Sketcher of various interrelated fourfolds.
March 8, 2007.The following is adapted from my post to peirce-l back on September 21, 2004. I've edited it here and there, for various reasons, and I will probably edit it further. In particular, I soon afterward came to the view that aesthetics (as study of the beautiful) and ethics (in the broad sense) aren't on a par, and that even Peirce's "esthetics" (as study of the good qua the admirable) isn't broad enough. I coined a word "aesthematics," from Modern Greek's word for "sensibility," as a word broad enough for such a study.
Design and architecture seem to tend toward customized or tailored practical application. Questions of character and decision-making, ethics in its original broader-than-morality sense, seem more specially relevant to design and architecture than do questions of beauty and delight. There isn't a word generalizing from "ethics" to encompass both individuals and polities, so I'll just speak of "ethics" in a broad sense, like C.S. Peirce does, as including politics.
Since much of architecture is concerned with use by many people at a time, the politics seems relevant. I can think of a personal experience, a minor example, as might be expected from my more general lack of focus on architecture. I worked for some years in a building which, from afar, looked at once tall and hunched and not especially beautiful. I noticed a number of nice things about working in it: the floors aren't very large, so you didn't feel like you were working in a hive. This was a virtue made of necessity, since the company did not have a larger area on which to build (but they have finally gotten sufficient neighboring land and are preparing to build a second building there next to the first). Second, I noticed that its floors were so shaped that, at each expected corner, there were three corners, allowing not just four but up to twelve corner offices on each floor. (On the majority of floors, the "middle" corner in each of the four trios of corners had no office but had chairs, a table, full-length windows, and was reached by a walk-path turning the corner there -- quite a nice amenity for everybody). This was not a necessity but a design choice, one that definitely rendered less extreme and claustrophobic and sunlight-blocking the consequences of office hierarchy.

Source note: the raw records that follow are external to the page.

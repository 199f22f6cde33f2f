use std::path::Path;

use ai_detector_lib::init_console_only_logging;
use ai_detector_lib::models::AnalysisOutcome;
use ai_detector_lib::services::config_store::ConfigStore;
use ai_detector_lib::services::detection::analyze;
use ai_detector_lib::services::pdf_extractor::{extract_text_from_pdf, is_pdf_path};
use ai_detector_lib::services::report_writer::{write_report, Interpretation};
use anyhow::{bail, Context};
use serde::Serialize;
use tracing_subscriber::EnvFilter;

fn preview(s: &str, max_chars: usize) -> String {
    let mut out: String = s.chars().take(max_chars).collect();
    if s.chars().count() > max_chars {
        out.push_str("...");
    }
    out.replace('\n', " ")
}

fn parse_arg_value(args: &[String], key: &str) -> Option<String> {
    args.iter()
        .position(|a| a == key)
        .and_then(|i| args.get(i + 1))
        .cloned()
}

fn main() -> anyhow::Result<()> {
    let args: Vec<String> = std::env::args().collect();
    if args.len() < 2 {
        eprintln!(
            "Usage:\n  cargo run --bin analyze_file -- <path.txt|path.pdf> [--out <json_path>] [--report <txt_path>]\n\nNotes:\n  - PDF input is converted to text before analysis.\n  - `--report` writes the plain-text detection report."
        );
        return Ok(());
    }

    let env_filter = EnvFilter::try_from_default_env().unwrap_or_else(|_| EnvFilter::new("warn"));
    init_console_only_logging(env_filter);

    let path = args[1].clone();
    let out_path = parse_arg_value(&args, "--out");
    let report_path = parse_arg_value(&args, "--report");
    let preview_chars = ConfigStore::open_default().load_or_default().report.preview_chars;

    let input = Path::new(&path);
    let raw = if is_pdf_path(input) {
        extract_text_from_pdf(input)?
    } else {
        std::fs::read_to_string(input).with_context(|| format!("read file failed: {}", path))?
    };
    let text = raw.trim().to_string();
    if text.is_empty() {
        bail!("{} contains no text", path);
    }

    let outcome = analyze(&text);

    println!("File: {}", path);
    println!("Text: {} chars", text.chars().count());
    println!();

    match &outcome {
        AnalysisOutcome::Failed { error } => {
            println!("Error: {}", error);
        }
        AnalysisOutcome::Report(report) => {
            let d = &report.details;
            println!("AI Content Score: {}%", report.ai_percentage);
            println!("{}", Interpretation::from_score(report.ai_percentage).message());
            println!();
            println!("Sentence Variety: {:>3}%", d.sentence_variety);
            println!("Word Repetition:  {:>3}%", d.word_repetition);
            println!("Transition Usage: {:>3}%", d.transition_usage);
            println!("Burstiness:       {:>3}%", d.burstiness);
            println!();
            if report.highlighted_sections.is_empty() {
                println!("No specific AI-generated sections identified.");
            } else {
                println!("Highlighted sections: {}", report.highlighted_sections.len());
                for (i, s) in report.highlighted_sections.iter().enumerate() {
                    println!("[H{}] {}", i + 1, preview(s, 140));
                }
            }

            if let Some(report_path) = &report_path {
                write_report(Path::new(report_path), report, &text, preview_chars)?;
                println!();
                println!("Wrote report: {}", report_path);
            }
        }
    }

    if let Some(out_path) = out_path {
        #[derive(Serialize)]
        #[serde(rename_all = "camelCase")]
        struct Output<'a> {
            file: &'a str,
            text_chars: usize,
            result: &'a AnalysisOutcome,
        }

        let out = Output {
            file: &path,
            text_chars: text.chars().count(),
            result: &outcome,
        };

        let json = serde_json::to_string_pretty(&out)?;
        std::fs::write(&out_path, json).with_context(|| format!("write out failed: {}", out_path))?;
        println!();
        println!("Wrote JSON: {}", out_path);
    }

    Ok(())
}
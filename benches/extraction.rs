//! Benchmarks for the per-post pipeline and ranking.
//!
//! Benchmark targets:
//! - tokenize + extract one post: well under 1ms
//! - full ranking over a 1,000-observation store: <5ms

// Criterion macros generate items without docs - this is expected for benchmarks
// Benchmarks use expect/unwrap for simplicity - panics are acceptable in benchmarks
#![allow(missing_docs)]
#![allow(clippy::expect_used, clippy::unwrap_used)]

use buzzword::services::{PhraseExtractor, normalize};
use buzzword::tokenizer::{ScriptTokenizer, Tokenizer};
use buzzword::{FrequencyStore, RankingMode, RankingPolicy, compute_ranking};
use criterion::{BenchmarkId, Criterion, criterion_group, criterion_main};
use std::hint::black_box;

const POSTS: &[&str] = &[
    "仮想通貨取引所のニュースを見た https://example.com/news #nostr",
    "今日のランチはラーメンとチャーハン",
    "Nostrクライアントを新しく作ったのでテスト中",
    "新しいMacBookProが届いた、キーボードが最高",
];

fn bench_extraction(c: &mut Criterion) {
    let tokenizer = ScriptTokenizer::default();
    let mut group = c.benchmark_group("extraction");

    for (i, post) in POSTS.iter().enumerate() {
        group.bench_with_input(BenchmarkId::new("post", i), post, |b, post| {
            b.iter(|| {
                let tokens = tokenizer.tokenize(&normalize(black_box(post))).unwrap();
                PhraseExtractor::new(tokens).count()
            });
        });
    }
    group.finish();
}

fn bench_ranking(c: &mut Criterion) {
    let mut group = c.benchmark_group("ranking");

    for distinct in [10usize, 100, 500] {
        let store = FrequencyStore::new(1000);
        let now = chrono::Utc::now();
        for i in 0..1000 {
            store.insert(format!("語{}", i % distinct), now);
        }
        let policy = RankingPolicy::default();

        group.bench_with_input(BenchmarkId::new("summary", distinct), &store, |b, store| {
            b.iter(|| compute_ranking(black_box(store), RankingMode::Summary, &policy));
        });
        group.bench_with_input(BenchmarkId::new("full", distinct), &store, |b, store| {
            b.iter(|| compute_ranking(black_box(store), RankingMode::Full, &policy));
        });
    }
    group.finish();
}

criterion_group!(benches, bench_extraction, bench_ranking);
criterion_main!(benches);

An excellent design choice in political terms. (I didn't like the smaller upper floors, they were too small, a person (me) needed to use the elevators altogether too often, while the stairways were kept off limits by lawsuit frenzy and some folks' desire to deny a conspicuous advantage to the physically fit.)

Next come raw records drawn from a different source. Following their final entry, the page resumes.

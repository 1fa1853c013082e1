//! Nostr events: canonical id, signing, and verification.

use super::keys::{Keys, SECP};
use crate::{Error, Result};
use chrono::{DateTime, Utc};
use secp256k1::{Message, XOnlyPublicKey, schnorr};
use serde::{Deserialize, Serialize};
use sha2::{Digest, Sha256};

/// Short text note.
pub const KIND_TEXT_NOTE: u16 = 1;

/// Public channel message.
pub const KIND_CHANNEL_MESSAGE: u16 = 42;

/// A single tag: a name followed by its values, e.g. `["e", <id>]`.
pub type Tag = Vec<String>;

/// Builds a tag from string slices.
#[must_use]
pub fn tag<const N: usize>(parts: [&str; N]) -> Tag {
    parts.iter().map(ToString::to_string).collect()
}

/// A signed event as exchanged with relays.
///
/// Every field defaults when absent so that partially populated events
/// (e.g. replayed from a log) still deserialize.
#[derive(Debug, Clone, PartialEq, Eq, Serialize, Deserialize)]
pub struct Event {
    /// Lowercase hex SHA-256 of the canonical serialization.
    #[serde(default)]
    pub id: String,
    /// Lowercase hex x-only public key of the author.
    #[serde(default)]
    pub pubkey: String,
    /// Unix timestamp in seconds.
    #[serde(default)]
    pub created_at: i64,
    /// Event kind.
    #[serde(default)]
    pub kind: u16,
    /// Ordered tags.
    #[serde(default)]
    pub tags: Vec<Tag>,
    /// Text content.
    #[serde(default)]
    pub content: String,
    /// Lowercase hex schnorr signature over `id`.
    #[serde(default)]
    pub sig: String,
}

impl Event {
    /// Creation time as a UTC timestamp; out-of-range values map to the epoch.
    #[must_use]
    pub fn created_at_utc(&self) -> DateTime<Utc> {
        DateTime::from_timestamp(self.created_at, 0).unwrap_or_default()
    }

    /// Tags whose name is `e`, in order.
    pub fn event_references(&self) -> impl Iterator<Item = &Tag> {
        self.tags
            .iter()
            .filter(|t| t.first().is_some_and(|name| name == "e"))
    }

    /// Checks that `id` matches the content and that `sig` is a valid
    /// signature by `pubkey`.
    ///
    /// # Errors
    ///
    /// Returns [`Error::InvalidInput`] describing the first check that failed.
    pub fn verify(&self) -> Result<()> {
        let digest = canonical_digest(
            &self.pubkey,
            self.created_at,
            self.kind,
            &self.tags,
            &self.content,
        )?;
        if hex::encode(digest) != self.id {
            return Err(Error::InvalidInput(format!("event id mismatch: {}", self.id)));
        }

        let pubkey_bytes = hex::decode(&self.pubkey)
            .map_err(|e| Error::InvalidInput(format!("bad pubkey hex: {e}")))?;
        let pubkey = XOnlyPublicKey::from_slice(&pubkey_bytes)
            .map_err(|e| Error::InvalidInput(format!("bad pubkey: {e}")))?;
        let sig_bytes =
            hex::decode(&self.sig).map_err(|e| Error::InvalidInput(format!("bad sig hex: {e}")))?;
        let signature = schnorr::Signature::from_slice(&sig_bytes)
            .map_err(|e| Error::InvalidInput(format!("bad sig: {e}")))?;

        SECP.verify_schnorr(&signature, &Message::from_digest(digest), &pubkey)
            .map_err(|e| Error::InvalidInput(format!("signature check failed: {e}")))
    }
}

/// An event that has not been signed yet.
///
/// Tags added through [`UnsignedEvent::add_tag`] are de-duplicated by
/// exact match.
#[derive(Debug, Clone, PartialEq, Eq)]
pub struct UnsignedEvent {
    /// Unix timestamp in seconds.
    pub created_at: i64,
    /// Event kind.
    pub kind: u16,
    /// Ordered tags.
    pub tags: Vec<Tag>,
    /// Text content.
    pub content: String,
}

impl UnsignedEvent {
    /// Creates an event with no tags.
    #[must_use]
    pub fn new(kind: u16, created_at: i64, content: impl Into<String>) -> Self {
        Self {
            created_at,
            kind,
            tags: Vec::new(),
            content: content.into(),
        }
    }

    /// Appends `tag` unless an identical tag is already present.
    pub fn add_tag(&mut self, tag: Tag) {
        if !self.tags.contains(&tag) {
            self.tags.push(tag);
        }
    }

    /// Computes the id and signs it with `keys`.
    ///
    /// # Errors
    ///
    /// Returns an error if the event cannot be serialized.
    pub fn sign(self, keys: &Keys) -> Result<Event> {
        let pubkey = keys.public_key_hex();
        let digest = canonical_digest(&pubkey, self.created_at, self.kind, &self.tags, &self.content)?;
        let signature = SECP.sign_schnorr_no_aux_rand(&Message::from_digest(digest), keys.keypair());

        Ok(Event {
            id: hex::encode(digest),
            pubkey,
            created_at: self.created_at,
            kind: self.kind,
            tags: self.tags,
            content: self.content,
            sig: hex::encode(signature.serialize()),
        })
    }
}

/// SHA-256 of `[0, pubkey, created_at, kind, tags, content]` serialized as compact JSON.
fn canonical_digest(
    pubkey: &str,
    created_at: i64,
    kind: u16,
    tags: &[Tag],
    content: &str,
) -> Result<[u8; 32]> {
    let canonical = serde_json::to_string(&(0, pubkey, created_at, kind, tags, content))
        .map_err(|e| Error::operation("serialize_event", e))?;
    Ok(Sha256::digest(canonical.as_bytes()).into())
}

It is in dealing with such issues, from the trivial to the important, that design and architecture are particularly distinct from purely aesthetic arts and it is in virtue of such dealings that design and architecture were traditionally included among the so-called "ruling arts." One doesn't have to be bored as I am with royalty in general in order to feel that "ruling" is a silly word for this sort of thing -- heck, architects have trouble from the start, just in getting the builders to build according to specifications. None of us give up our power to ruling artists so freely, and that's probably a good thing (except perhaps in the case of architects and builders, if you're an architect or builder reading this :-) ). Anyway I'd prefer to call them "governing arts" -- arts of governing, and of being governed too (I'm always reminded in this connection of the title of Wyndham Lewis's book The Art of Being Ruled). Such an art would also be an art of self-government. This perspective, that of the governing art (please let me call it, I can't stand the phrase "ruling art") seems the broadest one whereby to distinguish architecture and design from purely aesthetic arts, and furthermore it allies architecture and design with at least a few other fields, fields which are arguably sibs of architecture and design and with which they are particularly prone to overlap -- community planning, and whatever less formal arts there are for designing the frameworks in which we move and act and make decisions, and where the old architectural grand prize of being "a wonder" comes down to earth in the common good of freeing and empowering generally the people who use, inhabit, or otherwise interact with the work -- indeed, freeing and empowering them to govern themselves better . If there is an art of the education or development or evolution of personal and social character, it will fall under this classification. I suppose that civil engineering sometimes exercises a governing-art function. Bottom line, I would associate ethics -- in its broadest philosophically traditional sense, as including politics among other things -- with the governing arts especially and pre-eminently among the arts and sciences .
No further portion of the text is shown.